In 1932 he wrote in The Western
Mail of his reception by Lenin’s widow, Nadezhda Krupskaya, in the
Commissariat of Education in Moscow. As
she was opposed to Stalin’s policies they did not discuss politics. It was whispered in Moscow that she and the
dictator had had an argument. Stalin
had lost his temper with her and shouted:
“Look here, old woman, if you do not behave yourself I’ll appoint
another widow to Lenin!” This woman of
great character was enthusiastic about the educational aims of the Communists
and the need to raise production. “She mentioned production in the same tone as
a Welsh minister might mention God or religion.”
The following
year in his articles he dared to expose the folly of Communist Russia’s Five
Year Plan of industrialisation and collectivisation.
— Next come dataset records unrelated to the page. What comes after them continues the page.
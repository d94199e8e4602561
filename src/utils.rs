use chrono::Datelike;
use compact_str::CompactString;

/// Splits a comma-separated label list into normalized labels.
///
/// Each token loses its leading whitespace and is lower-cased. Empty tokens
/// are dropped.
///
/// # Arguments
///
/// * `value` - The raw label list, e.g. `"Machine Learning, AI"`
pub fn split_labels(value: &str) -> impl Iterator<Item = CompactString> + '_ {
    value
        .split(',')
        .map(str::trim_start)
        .filter(|token| !token.is_empty())
        .map(|token| CompactString::from(token.to_lowercase()))
}

/// Shortens a label to at most `budget` characters, appending an ellipsis
/// when anything was cut.
pub fn truncate_label(label: &str, budget: usize) -> String {
    match label.char_indices().nth(budget) {
        Some((cut, _)) => format!("{}...", &label[..cut]),
        None => label.to_string(),
    }
}

/// Arithmetic mean, 0 for an empty slice.
pub fn mean(values: &[f64]) -> f64 {
    if values.is_empty() {
        return 0.0;
    }
    values.iter().sum::<f64>() / values.len() as f64
}

/// Population standard deviation around a precomputed mean.
pub fn population_std_dev(values: &[f64], mean: f64) -> f64 {
    if values.is_empty() {
        return 0.0;
    }
    let variance = values
        .iter()
        .map(|value| (value - mean) * (value - mean))
        .sum::<f64>()
        / values.len() as f64;
    variance.sqrt()
}

/// The current calendar year in local time.
pub fn current_year() -> i32 {
    chrono::Local::now().year()
}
On his last visit to Russia in 1933, he disregarded an Embassy
warning, packed his rucksack with bread, cheese, butter and chocolate and
travelled hard class to the Ukraine.
There he wrote:
I walked through
the country visiting villages and investigating twelve collective farms. Everywhere I heard the cry: “There is no bread. We are dying!” This cry is rising from all parts of Russia; from the Volga
district; from Siberia; from White Russia; from Central Asia and from the Ukraine
- “Tell them in England we are starving and we are getting swollen.”
Most officials
deny that any famine exists, but a few minutes after one such denial in a train
I chanced to throw away a stale piece of my bread. Like a shot a peasant dived to the floor, grabbed the crust and
devoured it. The same performance was
repeated later with an orange peel.
Even transport officials and O.G.P.U. [Russian police department] officers
warned me against travelling over the countryside at night because of the number
of starving desperate men. A foreign
expert from Kazakhstan told me that 5,000,000 of the 11,000,000 inhabitants
there had died of hunger. After the
dictator Josef V. Stalin, the starving Russians most hate George Bernard Shaw
for his account of their plentiful food, but there is insufficient food and
most peasants are too weak to work on the land.